Que castigo! Triste indício quando o dono rompe o cercado e deixa entrar na vinha os que quiserem, homens e animais: é prova de que a abandona. É o que faz Deus, quando abandona uma alma: tira-lhe a sebe do temor, dos remorsos de consciência e a deixa nas trevas. Penetram, então, nela todos os monstros do vício (Sl 103,20). O pecador, entregue a essa obscuridade, desprezará tudo: a graça divina, a glória, avisos, conselhos e censuras; escarnecerá até de sua própria condenação (Pr 18,3).
Deus o deixará nesta vida sem castigo, e nisto consistirá seu maior castigo.
“Compadeçamo-nos do ímpio… não aprenderá (jamais) justiça” (Is 26,10).
Referindo-se a esse texto, diz São Bernardo:
“Não quero essa misericórdia, mais terrível que a ira” (Serm. 42, in Ct)
Terrível castigo, quando Deus deixa o pecador em seus pecados, e parece que nem lhe pede contas deles (Sl 10,4). Dir-se-á que já não se indigna contra ele (Ez 16,42) e que lhe permite gozar quanto neste mundo deseja (Sl 80,13). Desgraçados os pecadores que prosperam na vida mortal! É sinal de que Deus os reserva para aplicar-lhes sua justiça na vida eterna! Jeremias pergunta: “Por que o caminho dos ímpios passa em prosperidade?” (Jr 12,1). E responde em seguida: “
Reúne-os como o rebanho destinado ao matadouro” (Jr 12,3)
Não há, pois, maior castigo do que deixar Deus ao pecador amontoar pecados sobre pecados, segundo o que diz David: “pondo maldade sobre maldade… Riscados sejam do livro dos vícios” (Sl 28,28-29). Observa Belarmino:
“Não existe castigo mais terrível do que o pecado tornar-se pena do pecado”.
Fora melhor a um desses infelizes que o Senhor o tivesse feito morrer após o primeiro pecado; porque, morrendo mais tarde, terá a padecer tantos infernos quantos foram os pecados cometidos.
AFETOS E SÚPLICAS
Bem reconheço, meu Deus, que, no miserável estado em que me acho, mereci ser privado da vossa luz e da vossa graça. Pela inspiração, porém, que me dais e ouvindo-vos a voz que me chama à penitência, estou persuadido, entretanto, de que não me abandonastes. Já que assim é, multiplicai, meu Senhor, vossa misericórdia sobre minha alma; aumentai-me a luz divina e o desejo de vos amar e servir. Transformai-me, ó meu Deus; de traidor e rebelde que fui, convertei-me em fervoroso amante de vossa bondade, a fim de que chegue para mim o venturoso dia em que parta para o céu e louve eternamente as vossas misericórdias.

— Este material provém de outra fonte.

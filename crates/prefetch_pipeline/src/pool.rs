//! src/pool.rs
//!
//! Fixed pool of reusable batch buffers.
//!
//! The pool owns nothing after construction: it builds exactly N buffers,
//! pretouches every memory domain that will be used, and seeds the free
//! queue with all N handles in slot order. From then on the buffers cycle
//! free -> being-filled -> full -> being-consumed -> free, and at any
//! instant each buffer is in exactly one of those places.

use anyhow::Context;

use crate::batch::BatchBuffer;
use crate::error::PrefetchError;
use crate::queue::BoundedHandoffQueue;
use crate::staging::Staging;

#[derive(Debug)]
pub(crate) struct BufferPool<T> {
    free: BoundedHandoffQueue<BatchBuffer<T>>,
    full: BoundedHandoffQueue<BatchBuffer<T>>,
}

impl<T: Clone + Default + Send + 'static> BufferPool<T> {
    /// Builds the N buffers and fills the free queue, pretouching each buffer
    /// on the secondary domain from the calling thread. The worker must not
    /// be running yet: concurrent first-touch allocation across domains is
    /// exactly what the eager pass avoids.
    pub(crate) fn new(
        pool_size: usize,
        output_arity: usize,
        staging: &mut dyn Staging<T>,
    ) -> Result<Self, PrefetchError> {
        if pool_size == 0 {
            return Err(PrefetchError::Startup(anyhow::anyhow!(
                "Cannot create a prefetch pool with 0 buffers. \
                At least one buffer is required; 2+ are needed to overlap \
                loading with consumption."
            )));
        }

        let free = BoundedHandoffQueue::new(pool_size);
        let full = BoundedHandoffQueue::new(pool_size);

        for slot in 0..pool_size {
            let mut buffer = BatchBuffer::new(slot, output_arity);
            staging
                .pretouch(&mut buffer)
                .with_context(|| format!("Failed to pretouch buffer slot {}", slot))
                .map_err(PrefetchError::Startup)?;
            free.push(buffer)?;
        }

        Ok(Self { free, full })
    }

    pub(crate) fn free(&self) -> &BoundedHandoffQueue<BatchBuffer<T>> {
        &self.free
    }

    pub(crate) fn full(&self) -> &BoundedHandoffQueue<BatchBuffer<T>> {
        &self.full
    }
}
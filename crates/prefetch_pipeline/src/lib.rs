//! Asynchronous double-buffered prefetch pipeline.
//!
//! A background worker continuously fills reusable batch buffers (decoding,
//! transformation, optional host-to-device staging) while a foreground
//! consumer pulls fully prepared batches at its own pace, so the compute
//! path never stalls waiting for the next unit of work.
//!
//! Ownership of each buffer moves between the two sides exclusively through
//! a pair of bounded handoff queues ("free" and "full"); no buffer is ever
//! read while being written, and no batch is lost or duplicated.
//!
//! ```ignore
//! let config = PipelineConfig::builder().pool_size(3).build();
//! let mut pipeline = Pipeline::<f32>::start(
//!     config,
//!     |buffer: &mut BatchBuffer<f32>, _cancel: &CancelToken| {
//!         buffer.set_primary_shape(&[32, 128]).fill(0.0);
//!         Ok(())
//!     },
//!     HostStaging::new(),
//! )?;
//!
//! let batch = pipeline.consume_next()?;
//! run_step(batch.primary());
//! pipeline.stop()?;
//! ```

pub mod batch;
pub mod cancel;
pub mod config;
pub mod error;
pub mod pipeline;
pub mod staging;
pub mod worker;

mod pool;
mod queue;

pub use batch::{BatchBuffer, StepOutput};
pub use cancel::CancelToken;
pub use config::PipelineConfig;
pub use error::PrefetchError;
pub use pipeline::Pipeline;
pub use staging::{HostStaging, Staging, TransferTicket};
pub use worker::BatchLoader;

Vós, Senhor, quereis perdoar-me, e eu só desejo que me outorgueis vosso perdão e vosso amor. Dói-me, ó Bondade infinita, de vos ter ofendido tantas vezes. Amo-vos, ó sumo Bem, porque mo ordenais, e porque sois digníssimo de ser amado. Fazei, pois, meu Redentor, que vos ame este pecador por vós tão amado, e com tal paciência por vós esperado. Tudo espero de vossa bondade inefável. Espero amar-vos sempre no futuro, até à more e por toda a eternidade (Sl 83,2).
Que vossa clemência, meu Jesus, seja constante objeto de meus louvores! Louvarei também, por todo o sempre, a vossa misericórdia, ó Maria, pelas graças inumeráveis que me tendes alcançado. À vossa intercessão as devo. Assisti-me, Senhora minha, auxiliai-me e alcançai-me a santa perseverança.